Larry saw our Purchasing Committee as low-hanging fruit – as well as a winning proposition. We had some wonderful business leaders on this committee, including the chairperson, who knew from experience how to save $40,000 a year on cleaning, for example, or $50,000 on food, just by renegotiating their contracts. There are certain things that men and women who run businesses know instinctively. They know how to save a buck. And Larry’s appeal to us was simply to spread that com- mittee model as quickly as we could, to go for the low-hanging fruit.
Larry also encouraged us to be rigorous in our budgeting process. Sometimes budgets tend to get passed on from year to year without much analytical review. He advised us that it’s not simply a matter of defending the budget, but explaining it. And just through those conversations we found that maybe we don’t need this service, or maybe we need to invest more in a particular area. Larry was always looking for ways to stimulate that rigorous dialogue about every aspect of the budget on an annual basis.

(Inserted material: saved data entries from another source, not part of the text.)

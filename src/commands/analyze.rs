//! Analysis command handlers

use serde::Serialize;

use crate::analysis::{
    format_analysis_report, format_summary, Analyzer, DependencyResult, GraphResult, MetricsResult,
};
use crate::cli::{AnalyzeArgs, OutputFormat, ProjectArgs};
use crate::commands::{export_json, CommandContext, ExportReport};
use crate::config::AnalyzerConfig;
use crate::error::Result;
use crate::patterns::PatternSearchResult;
use crate::utils::abbreviate_qualified_name;

fn build_analyzer(args: &AnalyzeArgs, ctx: &CommandContext) -> Result<Analyzer> {
    let mut config = AnalyzerConfig::resolve(&args.project, ctx.config_path.as_deref())?;
    args.apply(&mut config)?;
    Ok(Analyzer::new(config).with_disk_cache(args.cache))
}

fn render<T: Serialize>(ctx: &CommandContext, value: &T, text: impl FnOnce() -> String) -> Result<String> {
    match ctx.format {
        OutputFormat::Json => Ok(serde_json::to_string_pretty(value)?),
        OutputFormat::Text => Ok(text()),
    }
}

fn with_exports(mut output: String, exports: &ExportReport) -> String {
    let described = exports.describe();
    if !described.is_empty() {
        output.push('\n');
        output.push_str(&described);
    }
    output
}

pub fn run_dependency(args: &AnalyzeArgs, ctx: &CommandContext) -> Result<String> {
    let analyzer = build_analyzer(args, ctx)?;
    let result = analyzer.analyze_dependencies(&args.project)?;

    let mut exports = ExportReport::default();
    if !args.no_export {
        exports.record(export_json(&ctx.output_dir, "dependencies.json", &result));
    }

    let output = render(ctx, &result, || format_dependencies(&result))?;
    Ok(with_exports(output, &exports))
}

pub fn run_metrics(args: &AnalyzeArgs, ctx: &CommandContext) -> Result<String> {
    let analyzer = build_analyzer(args, ctx)?;
    let result = analyzer.analyze_metrics(&args.project)?;

    let mut exports = ExportReport::default();
    if !args.no_export {
        exports.record(export_json(&ctx.output_dir, "metrics.json", &result));
    }

    let output = render(ctx, &result, || format_metrics(&result))?;
    Ok(with_exports(output, &exports))
}

pub fn run_graph(args: &AnalyzeArgs, ctx: &CommandContext) -> Result<String> {
    let analyzer = build_analyzer(args, ctx)?;
    let result = analyzer.analyze_graph(&args.project)?;

    let mut exports = ExportReport::default();
    if !args.no_export {
        exports.record(export_json(&ctx.output_dir, "graph.json", &result));
    }

    let output = render(ctx, &result, || format_graph(&result))?;
    Ok(with_exports(output, &exports))
}

pub fn run_patterns(args: &AnalyzeArgs, ctx: &CommandContext) -> Result<String> {
    let analyzer = build_analyzer(args, ctx)?;
    let result = analyzer.analyze_patterns(&args.project)?;

    let mut exports = ExportReport::default();
    if !args.no_export {
        exports.record(export_json(&ctx.output_dir, "patterns.json", &result));
    }

    let output = render(ctx, &result, || format_patterns(&result))?;
    Ok(with_exports(output, &exports))
}

pub fn run_all(args: &AnalyzeArgs, ctx: &CommandContext) -> Result<String> {
    let analyzer = build_analyzer(args, ctx)?;
    let analysis = analyzer.analyze_all(&args.project)?;

    let mut exports = ExportReport::default();
    if !args.no_export {
        let dir = &ctx.output_dir;
        exports.record(export_json(dir, "dependencies.json", &analysis.dependencies));
        exports.record(export_json(dir, "metrics.json", &analysis.metrics));
        exports.record(export_json(dir, "graph.json", &analysis.graph));
        exports.record(export_json(dir, "patterns.json", &analysis.patterns));
        exports.record(export_json(dir, "analysis.json", analysis.as_ref()));
    }

    let output = render(ctx, analysis.as_ref(), || format_analysis_report(&analysis))?;
    Ok(with_exports(output, &exports))
}

pub fn run_summary(args: &ProjectArgs, ctx: &CommandContext) -> Result<String> {
    let config = AnalyzerConfig::resolve(&args.project, ctx.config_path.as_deref())?;
    let summary = Analyzer::new(config).quick_summary(&args.project)?;
    render(ctx, &summary, || format_summary(&summary))
}

fn format_dependencies(result: &DependencyResult) -> String {
    let mut output = String::new();
    output.push_str("── DEPENDENCIES ─────────────────────────────────────────────────────\n");
    output.push_str(&format!("  Entities:          {:>6}\n", result.graph.node_count()));
    output.push_str(&format!("  Dependencies:      {:>6}\n", result.graph.edge_count()));
    output.push_str(&format!("  Packages:          {:>6}\n", result.graph.package_dependencies.len()));
    output.push_str(&format!("  Cycles:            {:>6}\n", result.cycles.cycles.len()));
    output.push_str(&format!("  Self-references:   {:>6}\n", result.cycles.self_loops.len()));
    output.push_str(&format!("  Unused classes:    {:>6}\n", result.unused_classes.len()));
    output.push_str(&format!("  Unused methods:    {:>6}\n", result.unused_methods.len()));

    if !result.coupling.most_unstable.is_empty() {
        output.push_str("\n  Most unstable:\n");
        for (name, instability) in &result.coupling.most_unstable {
            output.push_str(&format!("    {:<40} {:.2}\n", abbreviate_qualified_name(name, 40), instability));
        }
    }
    for cycle in result.cycles.cycles.iter().take(5) {
        output.push_str(&format!("  ⚠ cycle: {}\n", cycle.join(" → ")));
    }
    output
}

fn format_metrics(result: &MetricsResult) -> String {
    let project = &result.project;
    let mut output = String::new();
    output.push_str("── METRICS ──────────────────────────────────────────────────────────\n");
    output.push_str(&format!("  Classes:           {:>6}\n", project.total_classes));
    output.push_str(&format!("  Methods:           {:>6}\n", project.total_methods));
    output.push_str(&format!("  Lines of Code:     {:>6}\n", project.total_lines_of_code));
    output.push_str(&format!("  Avg Complexity:    {:>6.1}\n", project.average_complexity));
    output.push_str(&format!("  Avg Maintain.:     {:>6.1}\n", project.average_maintainability));
    output.push_str(&format!("  Duplication:       {:>5.1}%\n", project.duplication_ratio * 100.0));
    output.push_str(&format!("  Code Reuse:        {:>5.1}%\n", project.code_reuse * 100.0));
    output.push_str(&format!("  Technical Debt:    {:>6.0}\n", project.technical_debt));
    output.push_str(&format!(
        "  Health:            {:>6.1} ({})\n",
        result.health.score,
        result.health.grade.as_str()
    ));

    if !result.most_used_classes.is_empty() {
        output.push_str("\n  Most used:\n");
        for (name, count) in result.most_used_classes.iter().take(10) {
            output.push_str(&format!("    {:<40} {:>4}\n", abbreviate_qualified_name(name, 40), count));
        }
    }
    output
}

fn format_graph(result: &GraphResult) -> String {
    let mut output = String::new();
    output.push_str("── GRAPH ────────────────────────────────────────────────────────────\n");
    output.push_str(&format!("  Nodes:             {:>6}\n", result.metrics.node_count));
    output.push_str(&format!("  Edges:             {:>6}\n", result.metrics.edge_count));
    output.push_str(&format!("  Density:           {:>6.3}\n", result.metrics.density));
    output.push_str(&format!("  Cycles:            {:>6}\n", result.metrics.circular_dependencies));
    output.push_str(&format!("  Typed edges:       {:>6}\n", result.edges.len()));
    output
}

fn format_patterns(result: &PatternSearchResult) -> String {
    let mut output = String::new();
    output.push_str("── PATTERNS ─────────────────────────────────────────────────────────\n");
    for (pattern, matches) in &result.matches {
        output.push_str(&format!("  {:<18} {:>6}\n", pattern, matches.len()));
        for m in matches.iter().take(10) {
            output.push_str(&format!(
                "    {:<50} {}\n",
                abbreviate_qualified_name(&m.element, 50),
                m.kind.as_str()
            ));
        }
        if matches.len() > 10 {
            output.push_str(&format!("    ... and {} more\n", matches.len() - 10));
        }
    }
    output.push_str(&format!("  Total matches:     {:>6}\n", result.total_matches()));
    output
}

Another piece of the pie that Larry helped us oversee (though it wasn’t directly involved with the turnaround) was Catholic education. We had spent three years with a group called the Bishop’s Commission for Catholic Schools, conceived and partially recruited by the bishop himself to help us turn around a 15-year decline in Catholic school enrollment in our diocese. We were bleeding about 500 kids a year from the whole system, and the hemorrhaging showed no signs of stopping.
We made an all-American wrestling champion from Lehigh University, Mark Lieberman, part of the solution. Mark was used to taking every problem to the mat and, in agreeing to spearhead our turnaround, applied the same approach to some of the challenges we faced in Catholic education. Probably the biggest and most painful part of his job was making sure everybody knew that enrollment was part of their job. If you had asked a principal back then whose job enrollment was, he or she might have said, it’s the administrator’s, or the pastor’s, or somebody else’s. We had to explain to them that enrollment was everyone’s responsibility, then make sure they got it and embraced it.

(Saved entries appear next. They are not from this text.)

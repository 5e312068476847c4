//! CLI argument definitions using clap

use std::path::PathBuf;

use clap::{Args, Parser, Subcommand, ValueEnum};

use crate::config::{AnalyzerConfig, CycleStrategy};
use crate::error::Result;

/// Dependency and metrics analyzer for Java projects
#[derive(Parser, Debug)]
#[command(name = "depsight")]
#[command(about = "Dependency graph, coupling, cycle, dead-code and duplication analysis")]
#[command(version)]
#[command(author)]
pub struct Cli {
    #[command(subcommand)]
    pub command: Command,

    /// Directory for JSON artifacts
    #[arg(short, long, global = true, env = "DEPSIGHT_OUTPUT", default_value = "depsight-report")]
    pub output: PathBuf,

    /// Configuration file (defaults to depsight.toml in the project root)
    #[arg(short, long, global = true, env = "DEPSIGHT_CONFIG")]
    pub config: Option<PathBuf>,

    /// Console output format
    #[arg(short, long, global = true, default_value = "text", value_enum)]
    pub format: OutputFormat,

    /// Show debug logging on stderr
    #[arg(short, long, global = true)]
    pub verbose: bool,
}

#[derive(Subcommand, Debug)]
pub enum Command {
    /// Dependency graph, coupling, cycles and unused code
    Dependency(AnalyzeArgs),
    /// Per-class and project metrics, duplication and health
    Metrics(AnalyzeArgs),
    /// Graph metrics, topological order and typed edges
    Graph(AnalyzeArgs),
    /// Singletons, factories, accessors and test classes
    Patterns(AnalyzeArgs),
    /// Everything above plus a full report
    All(AnalyzeArgs),
    /// Entity counts without building the graph
    Summary(ProjectArgs),
    /// Delete cached results for a project
    ClearCache(ProjectArgs),
}

#[derive(Args, Debug, Clone)]
pub struct ProjectArgs {
    /// Project root
    #[arg(value_name = "PROJECT", default_value = ".")]
    pub project: PathBuf,
}

#[derive(Args, Debug, Clone)]
pub struct AnalyzeArgs {
    /// Project root
    #[arg(value_name = "PROJECT", default_value = ".")]
    pub project: PathBuf,

    /// Near-duplicate similarity threshold (0.0 - 1.0)
    #[arg(long, env = "DEPSIGHT_THRESHOLD")]
    pub threshold: Option<f64>,

    /// Minimum normalized body length for exact duplicates
    #[arg(long, env = "DEPSIGHT_MIN_BODY_LENGTH")]
    pub min_body_length: Option<usize>,

    /// Skip near-duplicate comparison
    #[arg(long)]
    pub no_similar: bool,

    /// Cycle detection strategy
    #[arg(long, env = "DEPSIGHT_CYCLES", value_enum)]
    pub cycles: Option<CycleMode>,

    /// Parser threads (0 = available parallelism)
    #[arg(long, env = "DEPSIGHT_THREADS")]
    pub threads: Option<usize>,

    /// Do not write JSON artifacts
    #[arg(long)]
    pub no_export: bool,

    /// Reuse and store full analyses in the user cache directory
    #[arg(long, env = "DEPSIGHT_CACHE")]
    pub cache: bool,

    /// Code pattern to search for (repeatable; default all)
    #[arg(long = "pattern", value_name = "NAME")]
    pub patterns: Vec<String>,
}

impl AnalyzeArgs {
    /// Apply flag overrides on top of file configuration
    pub fn apply(&self, config: &mut AnalyzerConfig) -> Result<()> {
        if let Some(threshold) = self.threshold {
            config.duplication.similarity_threshold = threshold;
        }
        if let Some(min_len) = self.min_body_length {
            config.duplication.min_body_length = min_len;
        }
        if self.no_similar {
            config.duplication.detect_similar = false;
        }
        if let Some(mode) = self.cycles {
            config.cycles.strategy = mode.into();
        }
        if let Some(threads) = self.threads {
            config.parallel.threads = threads;
        }
        if !self.patterns.is_empty() {
            config.patterns.enabled = self.patterns.clone();
        }
        config.validate()
    }
}

/// Cycle strategy as a CLI value
#[derive(Clone, Copy, Debug, ValueEnum)]
pub enum CycleMode {
    /// Single DFS pass
    Dfs,
    /// Every elementary cycle, bounded
    Complete,
}

impl From<CycleMode> for CycleStrategy {
    fn from(mode: CycleMode) -> Self {
        match mode {
            CycleMode::Dfs => CycleStrategy::Dfs,
            CycleMode::Complete => CycleStrategy::Complete,
        }
    }
}

/// Output format options
#[derive(Clone, Copy, Debug, Default, PartialEq, Eq, ValueEnum)]
pub enum OutputFormat {
    /// Plain-text report
    #[default]
    Text,
    /// Pretty-printed JSON
    Json,
}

There was also the fact that over the years we had developed in the diocese a very strong top-down approach to marketing aimed at boosting our presence and visibility in the area of Catholic education. It was coupled with a bottom-up approach to getting strong leaders, strong boards of directors, and a strong advancement program in each of our schools. But I think the bottom line with any turnaround of Catholic education is that it can’t be all top-down driven by a diocese or archdiocese. There has to be strong local leadership and accountability for finance, for marketing, for development, and for all other business aspects. And principals have the toughest job of everyone; they’re the busiest people in the school. The truth is, most of them didn’t go to school to run a business, yet we’re asking them to basically be the CEO of a business. So bringing in the board of directors with their business sense and business savvy to be a resource to the principals and help them to make difficult financial decisions, help them with forecasting and projections and strategic planning, was such a tremendous blessing. And guess what? The principals love it. It’s another great example I’m proud to cite of the progress we’ve made in the strategic planning arena in our diocese over the last couple of years.